Panggung Center Stage Jakarta Fashion Week 2025 dibuka dengan eksplorasi ragam gaya mengenakan kain tradisional bersama komunitas Remaja Nusantara. Pada sesi ini,
Jason Verrel, Community Manager dari Remaja Nusantara dan juru wastra Swara Gembira, serta
Myura Blessya Vevanya, anggota komunitas Remaja Nusantara dan bagian dari juru busana pergelaran Swara Gembira, menghadirkan demonstrasi langsung teknik berkain.
Styling demo ini dipandu oleh
Putri Anindya dari FLUI Media yang lebih dahulu menyoroti kekayaan budaya Indonesia melalui wastra. Remaja Nusantara mengajak anak muda untuk merangkul kreativitas dan merayakan kebebasan berekspresi dalam berkain.

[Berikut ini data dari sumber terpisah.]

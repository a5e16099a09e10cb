//! Dataset references: `name[@version]` for the registry, `owner/repo[@revision]` for the hub.

use crate::error::{DatasetError, Result};

/// A parsed dataset reference.
#[derive(Debug, Clone, PartialEq, Eq)]
pub enum DatasetRef {
    /// Named dataset in the registry
    Registry {
        /// Dataset name
        name: String,
        /// Requested version; `None` means latest
        version: Option<String>,
    },
    /// Dataset repository on the hub
    Hub {
        /// `owner/name`
        repo: String,
        /// Branch, tag or commit
        revision: Option<String>,
    },
}

impl DatasetRef {
    /// Parse a reference string.
    pub fn parse(reference: &str) -> Result<Self> {
        let raw = reference.trim();
        if raw.is_empty() {
            return Err(DatasetError::InvalidRef {
                reference: reference.to_string(),
                reason: "dataset ref cannot be empty".to_string(),
            });
        }

        let (head, tail) = match raw.split_once('@') {
            Some((head, tail)) => (head, (!tail.is_empty()).then(|| tail.to_string())),
            None => (raw, None),
        };

        if head.contains('/') {
            Ok(DatasetRef::Hub { repo: head.to_string(), revision: tail })
        } else {
            Ok(DatasetRef::Registry { name: head.to_string(), version: tail })
        }
    }

    /// Short label used in default output directory names.
    pub fn label(&self) -> String {
        self.to_string().replace('/', "__").replace('@', "_")
    }
}

impl std::fmt::Display for DatasetRef {
    fn fmt(&self, f: &mut std::fmt::Formatter<'_>) -> std::fmt::Result {
        match self {
            DatasetRef::Registry { name, version: Some(v) } => write!(f, "{}@{}", name, v),
            DatasetRef::Registry { name, version: None } => f.write_str(name),
            DatasetRef::Hub { repo, revision: Some(r) } => write!(f, "{}@{}", repo, r),
            DatasetRef::Hub { repo, revision: None } => f.write_str(repo),
        }
    }
}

Demo Kain: Wiru Jawa dan Gaya Bali
Menurut Jason, ada dua gaya berkain yang paling sering digunakan dalam keseharian, yaitu gaya Wiru Jawa dan gaya Bali. Jason menggambarkan Wiru Jawa sebagai gaya yang leluasa, yang menciptakan siluet ramping, dan tidak ribet. Ia menekankan bahwa model ini mampu menonjolkan siluet pemakainya, membuat penampilan lebih anggun tanpa terkesan berlebihan.
Meski demikian, Jason juga mengakui bahwa ada tantangan dalam mempelajari gaya ini, terutama bagi mereka yang baru mulai berkain. Namun, bagi yang sudah terbiasa, gaya ini bisa menjadi pilihan utama untuk tampil elegan dan praktis.

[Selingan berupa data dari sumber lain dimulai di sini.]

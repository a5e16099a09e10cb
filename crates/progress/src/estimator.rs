//! Completion time estimation.

use std::time::Duration;

/// Estimates time to completion from observed throughput.
#[derive(Debug, Clone, Copy, Default)]
pub struct CompletionEstimator;

impl CompletionEstimator {
    /// Estimate remaining time: remaining tasks at the average pace so far.
    ///
    /// Returns `None` until at least one task has completed.
    pub fn estimate_remaining(&self, completed: usize, total: usize, elapsed: Duration) -> Option<Duration> {
        if completed == 0 {
            return None;
        }
        let remaining = total.saturating_sub(completed) as u32;
        let per_task = elapsed / completed as u32;
        Some(per_task * remaining)
    }

    /// Completed tasks per minute.
    pub fn throughput_per_minute(&self, completed: usize, elapsed: Duration) -> f64 {
        let minutes = elapsed.as_secs_f64() / 60.0;
        if minutes <= 0.0 {
            return 0.0;
        }
        completed as f64 / minutes
    }
}
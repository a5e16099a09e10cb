//! Task model - one forecasting question submitted to the engine.

use std::collections::BTreeMap;

use serde::{Deserialize, Serialize};

use crate::id::TaskId;

/// A task is a single forecasting question with its candidate outcomes.
///
/// The engine never interprets `title`, `outcomes` or `context`; they are
/// carried through to the executor untouched.
#[derive(Debug, Clone, PartialEq, Serialize, Deserialize)]
pub struct Task {
    /// Unique identifier within the task set
    pub task_id: TaskId,

    /// The question being forecast
    pub title: String,

    /// Candidate outcomes, in dataset order (at least two)
    pub outcomes: Vec<String>,

    /// Free-form background for the question
    #[serde(default, skip_serializing_if = "Option::is_none")]
    pub context: Option<String>,

    /// Resolved outcome labels (0/1 per outcome), when known
    #[serde(default, skip_serializing_if = "Option::is_none")]
    pub ground_truth: Option<BTreeMap<String, u8>>,

    /// Forecast deadline, normalised to `MM/DD/YYYY`
    #[serde(default, skip_serializing_if = "Option::is_none")]
    pub predict_by: Option<String>,

    /// Where the question came from
    #[serde(default, skip_serializing_if = "Option::is_none")]
    pub source: Option<String>,

    /// Resolution criteria
    #[serde(default, skip_serializing_if = "Option::is_none")]
    pub criteria: Option<String>,

    /// Anything else the dataset row carried
    #[serde(default, skip_serializing_if = "serde_json::Map::is_empty")]
    pub metadata: serde_json::Map<String, serde_json::Value>,
}

impl Task {
    /// Create a task with the required fields only.
    pub fn new(
        task_id: impl Into<TaskId>,
        title: impl Into<String>,
        outcomes: Vec<String>,
    ) -> Self {
        Self {
            task_id: task_id.into(),
            title: title.into(),
            outcomes,
            context: None,
            ground_truth: None,
            predict_by: None,
            source: None,
            criteria: None,
            metadata: serde_json::Map::new(),
        }
    }

    /// Check the shape invariants every queued task must satisfy.
    pub fn validate(&self) -> Result<(), ValidationError> {
        if self.task_id.is_empty() {
            return Err(ValidationError::MissingField {
                task_id: self.task_id.clone(),
                field: "task_id",
            });
        }
        // The id names the task's artifact directory.
        let id = self.task_id.as_str();
        if id == "." || id == ".." || id.contains(['/', '\\', '\0']) {
            return Err(ValidationError::UnsafeId(self.task_id.clone()));
        }
        if self.title.trim().is_empty() {
            return Err(ValidationError::MissingField {
                task_id: self.task_id.clone(),
                field: "title",
            });
        }
        let usable = self.outcomes.iter().filter(|o| !o.trim().is_empty()).count();
        if usable < 2 {
            return Err(ValidationError::TooFewOutcomes {
                task_id: self.task_id.clone(),
                found: usable,
            });
        }
        Ok(())
    }
}

/// Load-time validation failures for a task.
#[derive(Debug, Clone, PartialEq, thiserror::Error)]
pub enum ValidationError {
    /// A required field is missing or blank
    #[error("task '{task_id}': missing required field '{field}'")]
    MissingField {
        /// Offending task
        task_id: TaskId,
        /// Field name
        field: &'static str,
    },

    /// Fewer than two usable outcomes
    #[error("task '{task_id}': outcomes must contain at least 2 non-empty strings (found {found})")]
    TooFewOutcomes {
        /// Offending task
        task_id: TaskId,
        /// Number of non-empty outcomes
        found: usize,
    },

    /// Two tasks share an id
    #[error("duplicate task_id '{0}'")]
    DuplicateId(TaskId),

    /// The id cannot be used as a directory name
    #[error("task_id '{0}' must not contain path separators or be '.' or '..'")]
    UnsafeId(TaskId),
}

“Butuh penyesuaian dan usaha lebih untuk terbiasa, apalagi ada beberapa pantangan yang mungkin membuat orang ragu untuk mulai,” tambahnya. “Tapi dengan latihan, gaya ini bisa menjadi pilihan utama untuk tampil elegan dan praktis.”
Selanjutnya, Jason mendemonstrasikan gaya Bali. Ia menyebut bahwa pada gaya ini, kain selalu diikat dengan kuat agar kain tetap kencang dan rapi. Keunikan dari gaya Bali juga terletak pada atasan berupa kemben dan pemakaian slendang (
senteng) sebagai pelengkap busana yang sering dipakai oleh perempuan Bali.
Versatile untuk Berbagai Gender
Sesi interaktif dengan audiens memberikan kesempatan untuk menggali lebih dalam tentang mengkespresikan diri melalui
styling berkain. Salah satu pertanyaan yang diajukan adalah mengenai perbedaan gaya berkain untuk laki-laki dan perempuan.
Jason menyampaikan bahwa gaya berkain tidak mengenal batasan gender. Ia menyemangati audiens untuk tidak terlalu terikat pada aturan. “Perbedaannya mungkin hanya pada detail kecil seperti arah lilitan kain. Namun, esensi dari berkain adalah kebebasan berekspresi,” jelasnya.
Pertanyaan lainnya menyentuh soal
styling, seperti bagaimana cara menghindari tampilan kain yang tebal dan menumpuk. Jason menjawab dengan memberikan tips praktis dari pengalaman di Remaja Nusantara. Katanya, “Jangan menggenggam kain saat melipat, terutama lipatan pertama, supaya kain tidak terlihat menggantung atau terlalu tebal di bagian pinggang.”
Salah satu audiens juga mengaku sering memakai kain, tapi tidak memahami filosofi di baliknya. Myura menjawab dengan santai, “Sebenarnya tidak ada aturan khusus untuk berkain. Memang ada aturan di keraton terkait motif tertentu, tapi secara umum, berkain itu bebas. Tidak perlu merasa harus tahu filosofinya untuk bisa memakainya.”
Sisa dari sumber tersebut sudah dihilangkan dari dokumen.